A new study published this week, “Eye in the Sky: Real-Time Drone Surveillance System (DSS) for Violent Individuals Identification using Scatter Net Hybrid Deep Learning Network”, has revealed research conducted into unmanned aerial vehicles that can use artificial intelligence (AI) to spot violence in crowds. The work is a collaboration between the United States' University of Cambridge with India’s National Institute of Technology and the Institute of Science.
"The proposed method first uses the feature pyramid network (FPN) is used to detect the humans from the aerial image. Next, the proposed Scatter Net Hybrid Deep Learning (SHDL) network is used to estimate the pose for each detected human."

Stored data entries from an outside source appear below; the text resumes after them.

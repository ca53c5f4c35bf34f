use log::debug;
use log::trace;
use rand::rngs::SmallRng;
use rand::SeedableRng;

use super::SearchLimit;
use crate::basic_types::Random;
use crate::basic_types::Solution;
use crate::branching::Brancher;
use crate::branching::Decision;
use crate::branching::SelectionContext;
use crate::create_statistics_struct;
use crate::engine::State;
use crate::environment::World;
use crate::propagation::ReadDomains;
use crate::statistics::Statistic;
use crate::statistics::StatisticOptions;

/// The result of [`DepthFirstSearch::solve`].
#[derive(Clone, Debug, PartialEq, Eq)]
pub enum SearchResult {
    /// Indicates that a solution was found.
    Satisfiable(Solution),
    /// Indicates that there is no solution.
    Unsatisfiable,
    /// Indicates that it is not known whether a solution exists, as the [`SearchLimit`]
    /// triggered first.
    Unknown,
}

create_statistics_struct!(SearchStatistics {
    num_decisions: u64,
    num_failures: u64,
    max_depth: u64,
});

/// Chronological backtracking search over binary decisions.
///
/// Every decision `x = v` opens a world for its left branch. When a branch fails, the search
/// restores the world of the most recent open decision and continues with its right branch
/// `x != v` in that same world.
#[derive(Debug)]
pub struct DepthFirstSearch {
    random: Box<dyn Random>,
    statistics: SearchStatistics,
}

impl Default for DepthFirstSearch {
    fn default() -> Self {
        DepthFirstSearch::new(SmallRng::seed_from_u64(42))
    }
}

impl DepthFirstSearch {
    /// Creates a search which uses `random` for the randomised strategies of the brancher.
    pub fn new(random: impl Random + 'static) -> Self {
        DepthFirstSearch {
            random: Box::new(random),
            statistics: SearchStatistics::default(),
        }
    }

    /// Searches for an assignment of every variable of the state which satisfies all propagators.
    ///
    /// The state is first propagated in its current world; the search itself runs in worlds on top
    /// of it which are all closed again before returning, so the state ends up as it was after
    /// that first propagation.
    pub fn solve(
        &mut self,
        state: &mut State,
        brancher: &mut impl Brancher,
        limit: &mut impl SearchLimit,
    ) -> SearchResult {
        if let Err(contradiction) = state.propagate_to_fixed_point() {
            debug!("contradiction before search: {contradiction}");
            return SearchResult::Unsatisfiable;
        }

        let root = state.world_push();
        let mut open_decisions: Vec<(World, Decision)> = Vec::new();

        let result = 'search: loop {
            if limit.is_reached() {
                break SearchResult::Unknown;
            }

            let mut consistent = state.propagate_to_fixed_point().is_ok();
            if consistent {
                let mut context = SelectionContext::new(state, self.random.as_mut());
                let decision = brancher
                    .next_decision(&mut context)
                    .or_else(|| Self::first_unfixed(state));
                let Some(decision) = decision else {
                    break state
                        .solution()
                        .map_or(SearchResult::Unknown, SearchResult::Satisfiable);
                };

                trace!("decision {decision}");
                self.statistics.num_decisions += 1;
                limit.on_decision();
                let world = state.world_push();
                open_decisions.push((world, decision));
                self.statistics.max_depth =
                    self.statistics.max_depth.max(open_decisions.len() as u64);
                consistent = state
                    .post_assign(decision.variable, decision.value)
                    .is_ok();
            }
            if consistent {
                continue;
            }

            // Backtrack to the most recent decision whose right branch is not empty.
            loop {
                self.statistics.num_failures += 1;
                limit.on_failure();

                let Some((world, decision)) = open_decisions.pop() else {
                    break 'search SearchResult::Unsatisfiable;
                };
                state.restore_to(world);
                if state.post_remove(decision.variable, decision.value).is_ok() {
                    break;
                }
            }
        };

        state.restore_to(root);
        result
    }

    /// The decision for variables which the brancher left unfixed.
    fn first_unfixed(state: &State) -> Option<Decision> {
        state
            .assignments
            .domain_ids()
            .find(|&variable| !state.is_fixed(variable))
            .map(|variable| Decision {
                variable,
                value: state.lower_bound(variable),
            })
    }

    /// Writes the statistics of the search; [`State::log_statistics`] can be called afterwards to
    /// write those of the engine and close the block.
    pub fn log_statistics(&self, options: &mut StatisticOptions) {
        self.statistics.log(options.logger("search"));
    }
}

"Finally, the orientations between the limbs of the estimated pose are used by the support vector machine (SVM) to identify individuals engaged in violent activities," stated the paper, explaining its methodology. The drones used were standard Parrot AR 2.0. For now, the work remains unstable with the accuracy of detection significantly decreasing the bigger the number of violent individuals in a test group gets. A crowd of 10 with only one violent offender results in an acceptable accuracy of detection of over 94%.However, raising that number to just two violent individuals sees the accuracy drop to 90.6%, while raising it to five sees disappointing results of 84%. The researchers say this malfunction may be due to the "inability of the FPN network to locate all the humans or the incapability of the SHDL network to estimate the pose of the humans accurately."
The paper also specified that some poses may "lead the SVM to classify the activities incorrectly." This is worrisome news about an already worrisome technology.In addition to concerns that innocent gestures may be mistaken for violent ones, there is public concern over the overall in evasiveness of the technology. The development could see drones used by governments to track the activities of potential political dissidents or anyone they deem as opponents.